Mary, Lady Impey (2 March 1749 – 20 February 1818) was an English natural historian and patron of the arts in Bengal. The wife of Sir Elijah Impey, the Chief Justice of Bengal, she established a menagerie in Calcutta and commissioned Indian artists to paint the various creatures.

Biography

Born Mary Reade in Oxfordshire, she was the eldest of the three children of Sir John Reade, 5th Baronet, of Shipton Court, and his wife Harriet. On 18 January 1768, at Hammersmith parish church (Fulham North Side) then just outside London, she married a thirty-six-year-old barrister, Elijah Impey, and over the next five years bore him four children. In 1773, Elijah Impey was made chief justice of Fort William in Bengal and the couple moved to India, leaving the children with their father's brother in Hammersmith. In 1775, having settled in Fort William, Impey started a collection of native birds and animals on the extensive gardens of the estate, which had formerly been that of Henry Vansittart, governor of Bengal from 1760 to 1764.

Paintings

Beginning in 1777, Impey and her husband hired local artists to paint birds, animals and native plants, life-sized where possible, and in natural surrounds.  The collection, often known as the Impey Album, is an important example of Company style painting.
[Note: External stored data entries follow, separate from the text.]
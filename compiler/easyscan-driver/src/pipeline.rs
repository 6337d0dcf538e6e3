use easyscan_extract::error::ExtractError;
use easyscan_extract::model::DeclarationStore;
use easyscan_extract::{DeclarationParser, ExtractOptions, Extraction};
use miette::{Diagnostic, Report};
use serde::Serialize;
use std::path::{Path, PathBuf};
use thiserror::Error;

/// Execute the extraction pipeline over every input, returning the generation requests as RON.
///
/// Each input is extracted on its own. The first input that fails aborts the pipeline.
pub fn execute_extraction_pipeline(
    opts: PipelineOptions,
    inputs: &[PathBuf],
) -> Result<String, PipelineError> {
    let pipeline = Pipeline::new(opts);
    let mut requests = Vec::with_capacity(inputs.len());
    for input in inputs {
        let extraction = ExtractOperation::execute(&pipeline, input.as_path())?;
        let extraction = DiagnosticReportOperation::execute(&pipeline, extraction)?;
        requests.push(GenerationRequest::new(&pipeline.opts, extraction.store));
    }
    ModelEmitOperation::execute(&pipeline, requests)
}

#[derive(Debug, Error, Diagnostic)]
pub enum PipelineError {
    #[error(transparent)]
    #[diagnostic(transparent)]
    ExtractError(#[from] ExtractError),
    #[error("failed to serialize the generation request")]
    #[diagnostic(code(driver::emit))]
    EmitError(#[from] ron::Error),
}

/// The default casing of column names in generated scanners.
#[derive(Debug, Clone, Copy, PartialEq, Eq, Default, Serialize, clap::ValueEnum)]
pub enum Casing {
    #[default]
    Lower,
    Camel,
    Kebab,
    Snake,
    Pascal,
}

/// Options for the extraction pipeline.
///
/// Most of these are derived from the command line arguments. Only `all_types` affects the
/// extraction itself, the rest is passed through to the generator untouched.
#[derive(Debug, Clone, Default)]
pub struct PipelineOptions {
    pub all_types: bool,
    pub casing: Casing,
    /// Match columns to fields by position rather than by name.
    pub strict_order: bool,
}

/// Everything the code generator needs to produce the scanners of one package.
#[derive(Debug, Serialize)]
pub struct GenerationRequest {
    pub casing: Casing,
    pub strict_order: bool,
    pub package: DeclarationStore,
}

impl GenerationRequest {
    pub fn new(opts: &PipelineOptions, package: DeclarationStore) -> Self {
        Self {
            casing: opts.casing,
            strict_order: opts.strict_order,
            package,
        }
    }
}

pub struct Pipeline {
    opts: PipelineOptions,
}

impl Pipeline {
    pub fn new(opts: PipelineOptions) -> Self {
        Self { opts }
    }
}

pub trait PipelineOperation<I, O> {
    fn execute(pipeline: &Pipeline, input: I) -> Result<O, PipelineError>;
}

/// Operation for extracting the declarations of a file or directory.
pub struct ExtractOperation;
impl<'p> PipelineOperation<&'p Path, Extraction> for ExtractOperation {
    fn execute(pipeline: &Pipeline, input: &'p Path) -> Result<Extraction, PipelineError> {
        let parser = DeclarationParser::new(ExtractOptions {
            all_types: pipeline.opts.all_types,
        });
        let extraction = parser.parse_path(input)?;
        log::debug!(
            "extracted {} records and {} lists from {}",
            extraction.store.records.len(),
            extraction.store.lists.len(),
            input.display()
        );
        Ok(extraction)
    }
}

/// Operation for rendering the warnings of an extraction to stderr.
pub struct DiagnosticReportOperation;
impl PipelineOperation<Extraction, Extraction> for DiagnosticReportOperation {
    fn execute(_: &Pipeline, mut input: Extraction) -> Result<Extraction, PipelineError> {
        for warning in std::mem::take(&mut input.diagnostics) {
            eprintln!("{:?}", Report::new(warning));
        }
        Ok(input)
    }
}

/// Operation for serializing the generation requests.
pub struct ModelEmitOperation;
impl PipelineOperation<Vec<GenerationRequest>, String> for ModelEmitOperation {
    fn execute(_: &Pipeline, input: Vec<GenerationRequest>) -> Result<String, PipelineError> {
        let document = ron::ser::to_string_pretty(&input, Default::default())?;
        Ok(document)
    }
}

#[cfg(test)]
mod tests {
    use crate::pipeline::{
        execute_extraction_pipeline, Casing, ExtractOperation, Pipeline, PipelineError,
        PipelineOperation, PipelineOptions,
    };
    use easyscan_extract::error::ExtractError;
    use easyscan_macros::{assert_err, assert_matches, assert_ok};
    use std::path::{Path, PathBuf};

    fn fixture(name: &str) -> PathBuf {
        Path::new(env!("CARGO_MANIFEST_DIR"))
            .join("tests/fixtures")
            .join(name)
    }

    #[test]
    fn test_pipeline_emits_one_request_per_input() {
        let opts = PipelineOptions {
            all_types: true,
            casing: Casing::Camel,
            strict_order: false,
        };
        let document = assert_ok!(execute_extraction_pipeline(
            opts,
            &[fixture("users.go"), fixture("users.go")]
        ));
        assert_eq!(document.matches("casing: Camel").count(), 2);
        assert_eq!(document.matches("strict_order: false").count(), 2);
        assert!(document.contains("package_name: \"users\""));
    }

    #[test]
    fn test_extract_operation_reports_missing_input() {
        let pipeline = Pipeline::new(PipelineOptions::default());
        let missing = fixture("missing.go");
        let err = assert_err!(ExtractOperation::execute(&pipeline, missing.as_path()));
        let err = assert_matches!(err, PipelineError::ExtractError(ExtractError::Io(e)) => e);
        assert_eq!(err.path, missing);
    }
}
She also kept extensive notes about habitat and behaviour which were of use to later biologists.  The three artists who are known were Sheikh Zain al-Din, Bhavani Das, and Ram Das. More than half of the over 300 paintings made were of birds. The collection was dispersed in an auction in 1810.

Family

Between 1775 and 1783, Impey bore four more children, three of whom survived to return with them to England when her husband was impeached.  She bore one more child back in England. Her husband died in 1809 and she died in 1818 at Newick Park, near Lewes, East Sussex, and both were buried in a family vault at St Paul's, Hammersmith, London. They are commemorated in the church with a wall monument by Peter Rouw.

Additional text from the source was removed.